TASK PROMPT >>
From the opening line of the records through the line bearing "an in-memory store.", set down every line exactly.

SOURCE MATERIAL >>
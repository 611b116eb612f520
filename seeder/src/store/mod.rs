//! SQLite-backed store handle for the seeding jobs.
//!
//! A `SeedStore` is constructed once per run and passed into each
//! pipeline stage, so the stages never reach for a process-global
//! connection and tests can run against an in-memory store.

use crate::error::Result;
use common::model::lesson::{LessonRecord, NewLesson};
use common::model::level::{Level, ParseLevelError};
use common::model::theme::{NewTheme, ThemeRecord};
use common::model::vocab::NewVocab;
use rusqlite::{params, Connection};
use std::path::Path;

const SCHEMA: &str = "
CREATE TABLE IF NOT EXISTS theme (
    id    INTEGER PRIMARY KEY AUTOINCREMENT,
    name  TEXT NOT NULL,
    level TEXT NOT NULL,
    UNIQUE (name, level)
);
CREATE TABLE IF NOT EXISTS lesson (
    id       INTEGER PRIMARY KEY AUTOINCREMENT,
    name     TEXT NOT NULL,
    \"order\" INTEGER NOT NULL,
    level    TEXT NOT NULL,
    theme_id INTEGER NOT NULL REFERENCES theme (id),
    UNIQUE (theme_id, \"order\")
);
CREATE TABLE IF NOT EXISTS vocab (
    id         INTEGER PRIMARY KEY AUTOINCREMENT,
    internalId TEXT NOT NULL UNIQUE,
    word       TEXT NOT NULL,
    type       TEXT,
    cefr       TEXT,
    ipa_us     TEXT,
    ipa_uk     TEXT,
    meaning_en TEXT,
    meaning_vn TEXT,
    example    TEXT,
    audio_url  TEXT,
    theme_id   INTEGER NOT NULL REFERENCES theme (id),
    lesson_id  INTEGER NOT NULL REFERENCES lesson (id)
);
";

/// Owned connection to the seeding database. Schema is bootstrapped on
/// open; every statement the pipeline issues goes through here.
pub struct SeedStore {
    conn: Connection,
}

/// Source row for the lesson rename job: the lesson, its theme name,
/// and the word of its lowest-id vocab (if any).
#[derive(Debug, Clone, PartialEq, Eq)]
pub struct LessonNameSource {
    pub id: i64,
    pub theme_name: String,
    pub order: u32,
    pub first_word: Option<String>,
}

/// Row shapes for the generic upsert seeder. Unlike the `New*` types,
/// these carry the exported primary id, which is the upsert key.
#[derive(Debug, Clone)]
pub struct ThemeUpsert {
    pub id: i64,
    pub name: String,
    pub level: Level,
}

#[derive(Debug, Clone)]
pub struct LessonUpsert {
    pub id: i64,
    pub name: String,
    pub order: u32,
    pub level: Level,
    pub theme_id: i64,
}

#[derive(Debug, Clone)]
pub struct VocabUpsert {
    pub id: i64,
    pub record: NewVocab,
}

impl SeedStore {
    /// Opens (creating if needed) the database at `path` and ensures
    /// the schema exists. Failure here is fatal to the run.
    pub fn open(path: &Path) -> Result<Self> {
        let conn = Connection::open(path)?;
        Self::bootstrap(&conn)?;
        Ok(SeedStore { conn })
    }

    /// In-memory store with the same schema, for tests.
    pub fn open_in_memory() -> Result<Self> {
        let conn = Connection::open_in_memory()?;
        Self::bootstrap(&conn)?;
        Ok(SeedStore { conn })
    }

    fn bootstrap(conn: &Connection) -> rusqlite::Result<()> {
        conn.execute_batch("PRAGMA foreign_keys = ON;")?;
        conn.execute_batch(SCHEMA)
    }

    /// Deletes all seeded rows in reverse dependency order so foreign
    /// keys never dangle: vocab, then lesson, then theme.
    pub fn clean(&self) -> Result<()> {
        self.conn.execute("DELETE FROM vocab", [])?;
        self.conn.execute("DELETE FROM lesson", [])?;
        self.conn.execute("DELETE FROM theme", [])?;
        Ok(())
    }

    /// Insert-if-absent on the natural key `(name, level)`. An existing
    /// theme is left untouched, so re-running the pass is a no-op.
    pub fn upsert_theme(&self, theme: &NewTheme) -> Result<()> {
        self.conn.execute(
            "INSERT INTO theme (name, level) VALUES (?1, ?2)
             ON CONFLICT (name, level) DO NOTHING",
            params![theme.name, theme.level.as_str()],
        )?;
        Ok(())
    }

    pub fn all_themes(&self) -> Result<Vec<ThemeRecord>> {
        let mut stmt = self
            .conn
            .prepare("SELECT id, name, level FROM theme ORDER BY id")?;
        let rows = stmt.query_map([], |row| {
            Ok(ThemeRecord {
                id: row.get(0)?,
                name: row.get(1)?,
                level: parse_level(2, row.get(2)?)?,
            })
        })?;
        Ok(rows.collect::<rusqlite::Result<Vec<_>>>()?)
    }

    /// Plain bulk insert of lesson candidates in one transaction.
    /// No conflict tolerance: the caller is expected to have
    /// deduplicated on `(theme_id, order)` after a clean slate, and a
    /// duplicate here fails the whole run.
    pub fn insert_lessons(&mut self, lessons: &[NewLesson]) -> Result<()> {
        let tx = self.conn.transaction()?;
        {
            let mut stmt = tx.prepare(
                "INSERT INTO lesson (name, \"order\", level, theme_id)
                 VALUES (?1, ?2, ?3, ?4)",
            )?;
            for lesson in lessons {
                stmt.execute(params![
                    lesson.name,
                    lesson.order,
                    lesson.level.as_str(),
                    lesson.theme_id
                ])?;
            }
        }
        tx.commit()?;
        Ok(())
    }

    pub fn all_lessons(&self) -> Result<Vec<LessonRecord>> {
        let mut stmt = self
            .conn
            .prepare("SELECT id, name, \"order\", level, theme_id FROM lesson ORDER BY id")?;
        let rows = stmt.query_map([], |row| {
            Ok(LessonRecord {
                id: row.get(0)?,
                name: row.get(1)?,
                order: row.get(2)?,
                level: parse_level(3, row.get(3)?)?,
                theme_id: row.get(4)?,
            })
        })?;
        Ok(rows.collect::<rusqlite::Result<Vec<_>>>()?)
    }

    /// Writes one chunk of vocab records atomically. A constraint
    /// violation rolls the chunk back and propagates.
    pub fn insert_vocab_chunk(&mut self, chunk: &[NewVocab]) -> Result<()> {
        let tx = self.conn.transaction()?;
        {
            let mut stmt = tx.prepare(
                "INSERT INTO vocab (internalId, word, type, cefr, ipa_us, ipa_uk,
                                    meaning_en, meaning_vn, example, audio_url,
                                    theme_id, lesson_id)
                 VALUES (?1, ?2, ?3, ?4, ?5, ?6, ?7, ?8, ?9, ?10, ?11, ?12)",
            )?;
            for v in chunk {
                stmt.execute(params![
                    v.internal_id,
                    v.word,
                    v.word_type,
                    v.cefr,
                    v.ipa_us,
                    v.ipa_uk,
                    v.meaning_en,
                    v.meaning_vn,
                    v.example,
                    v.audio_url,
                    v.theme_id,
                    v.lesson_id
                ])?;
            }
        }
        tx.commit()?;
        Ok(())
    }

    pub fn upsert_theme_row(&self, row: &ThemeUpsert) -> rusqlite::Result<usize> {
        self.conn.execute(
            "INSERT INTO theme (id, name, level) VALUES (?1, ?2, ?3)
             ON CONFLICT (id) DO UPDATE SET name = excluded.name, level = excluded.level",
            params![row.id, row.name, row.level.as_str()],
        )
    }

    pub fn upsert_lesson_row(&self, row: &LessonUpsert) -> rusqlite::Result<usize> {
        self.conn.execute(
            "INSERT INTO lesson (id, name, \"order\", level, theme_id)
             VALUES (?1, ?2, ?3, ?4, ?5)
             ON CONFLICT (id) DO UPDATE SET
                 name = excluded.name,
                 \"order\" = excluded.\"order\",
                 level = excluded.level,
                 theme_id = excluded.theme_id",
            params![
                row.id,
                row.name,
                row.order,
                row.level.as_str(),
                row.theme_id
            ],
        )
    }

    pub fn upsert_vocab_row(&self, row: &VocabUpsert) -> rusqlite::Result<usize> {
        let v = &row.record;
        self.conn.execute(
            "INSERT INTO vocab (id, internalId, word, type, cefr, ipa_us, ipa_uk,
                                meaning_en, meaning_vn, example, audio_url,
                                theme_id, lesson_id)
             VALUES (?1, ?2, ?3, ?4, ?5, ?6, ?7, ?8, ?9, ?10, ?11, ?12, ?13)
             ON CONFLICT (id) DO UPDATE SET
                 internalId = excluded.internalId,
                 word = excluded.word,
                 type = excluded.type,
                 cefr = excluded.cefr,
                 ipa_us = excluded.ipa_us,
                 ipa_uk = excluded.ipa_uk,
                 meaning_en = excluded.meaning_en,
                 meaning_vn = excluded.meaning_vn,
                 example = excluded.example,
                 audio_url = excluded.audio_url,
                 theme_id = excluded.theme_id,
                 lesson_id = excluded.lesson_id",
            params![
                row.id,
                v.internal_id,
                v.word,
                v.word_type,
                v.cefr,
                v.ipa_us,
                v.ipa_uk,
                v.meaning_en,
                v.meaning_vn,
                v.example,
                v.audio_url,
                v.theme_id,
                v.lesson_id
            ],
        )
    }

    /// Every lesson joined with its theme name and the word of its
    /// lowest-id vocab, for the rename maintenance job.
    pub fn lessons_with_first_word(&self) -> Result<Vec<LessonNameSource>> {
        let mut stmt = self.conn.prepare(
            "SELECT l.id, t.name, l.\"order\",
                    (SELECT v.word FROM vocab v
                     WHERE v.lesson_id = l.id
                     ORDER BY v.id ASC LIMIT 1)
             FROM lesson l
             JOIN theme t ON t.id = l.theme_id
             ORDER BY l.id",
        )?;
        let rows = stmt.query_map([], |row| {
            Ok(LessonNameSource {
                id: row.get(0)?,
                theme_name: row.get(1)?,
                order: row.get(2)?,
                first_word: row.get(3)?,
            })
        })?;
        Ok(rows.collect::<rusqlite::Result<Vec<_>>>()?)
    }

    /// Applies all lesson renames in one transaction.
    pub fn apply_lesson_names(&mut self, updates: &[(i64, String)]) -> Result<usize> {
        let tx = self.conn.transaction()?;
        {
            let mut stmt = tx.prepare("UPDATE lesson SET name = ?1 WHERE id = ?2")?;
            for (id, name) in updates {
                stmt.execute(params![name, id])?;
            }
        }
        tx.commit()?;
        Ok(updates.len())
    }

    pub fn theme_count(&self) -> Result<i64> {
        Ok(self
            .conn
            .query_row("SELECT COUNT(*) FROM theme", [], |row| row.get(0))?)
    }

    pub fn lesson_count(&self) -> Result<i64> {
        Ok(self
            .conn
            .query_row("SELECT COUNT(*) FROM lesson", [], |row| row.get(0))?)
    }

    pub fn vocab_count(&self) -> Result<i64> {
        Ok(self
            .conn
            .query_row("SELECT COUNT(*) FROM vocab", [], |row| row.get(0))?)
    }
}

/// True when the error is a unique/foreign-key constraint failure, the
/// only error class the upsert writer tolerates.
pub fn is_constraint_violation(err: &rusqlite::Error) -> bool {
    matches!(
        err,
        rusqlite::Error::SqliteFailure(e, _) if e.code == rusqlite::ErrorCode::ConstraintViolation
    )
}

fn parse_level(idx: usize, raw: String) -> rusqlite::Result<Level> {
    raw.parse().map_err(|e: ParseLevelError| {
        rusqlite::Error::FromSqlConversionFailure(idx, rusqlite::types::Type::Text, Box::new(e))
    })
}

#[cfg(test)]
mod tests {
    use super::*;

    fn theme(name: &str, level: Level) -> NewTheme {
        NewTheme {
            name: name.to_string(),
            level,
        }
    }

    #[test]
    fn theme_upsert_is_idempotent_on_natural_key() {
        let store = SeedStore::open_in_memory().unwrap();
        let t = theme("Travel", Level::Beginner);
        store.upsert_theme(&t).unwrap();
        store.upsert_theme(&t).unwrap();

        let all = store.all_themes().unwrap();
        assert_eq!(all.len(), 1);
        assert_eq!(all[0].name, "Travel");
        assert_eq!(all[0].level, Level::Beginner);
    }

    #[test]
    fn same_name_different_level_gets_its_own_theme() {
        let store = SeedStore::open_in_memory().unwrap();
        store.upsert_theme(&theme("Travel", Level::Beginner)).unwrap();
        store.upsert_theme(&theme("Travel", Level::Advanced)).unwrap();
        assert_eq!(store.theme_count().unwrap(), 2);
    }

    #[test]
    fn duplicate_lesson_in_bulk_insert_rolls_back_the_chunk() {
        let mut store = SeedStore::open_in_memory().unwrap();
        store.upsert_theme(&theme("Travel", Level::Beginner)).unwrap();
        let theme_id = store.all_themes().unwrap()[0].id;

        let lesson = NewLesson {
            name: "Lesson 1".to_string(),
            order: 1,
            level: Level::Beginner,
            theme_id,
        };
        let err = store
            .insert_lessons(&[lesson.clone(), lesson])
            .unwrap_err();
        match err {
            crate::SeedError::Store(e) => assert!(is_constraint_violation(&e)),
            other => panic!("unexpected error: {other}"),
        }
        // Atomic chunk: neither row survives.
        assert_eq!(store.lesson_count().unwrap(), 0);
    }

    #[test]
    fn clean_removes_everything_in_dependency_order() {
        let mut store = SeedStore::open_in_memory().unwrap();
        store.upsert_theme(&theme("Food", Level::Beginner)).unwrap();
        let theme_id = store.all_themes().unwrap()[0].id;
        store
            .insert_lessons(&[NewLesson {
                name: "Lesson 1".to_string(),
                order: 1,
                level: Level::Beginner,
                theme_id,
            }])
            .unwrap();
        let lesson_id = store.all_lessons().unwrap()[0].id;
        store
            .insert_vocab_chunk(&[NewVocab {
                internal_id: "1-apple".to_string(),
                word: "Apple".to_string(),
                word_type: None,
                cefr: None,
                ipa_us: None,
                ipa_uk: None,
                meaning_en: None,
                meaning_vn: None,
                example: None,
                audio_url: None,
                theme_id,
                lesson_id,
            }])
            .unwrap();

        store.clean().unwrap();
        assert_eq!(store.vocab_count().unwrap(), 0);
        assert_eq!(store.lesson_count().unwrap(), 0);
        assert_eq!(store.theme_count().unwrap(), 0);
    }
}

SOLUTION >>
repository 611b116eb612f520
filename seeder/src/store/mod.rs
//! SQLite-backed store handle for the seeding jobs.
//!
//! A `SeedStore` is constructed once per run and passed into each
//! pipeline stage, so the stages never reach for a process-global
//! connection and tests can run against an in-memory store.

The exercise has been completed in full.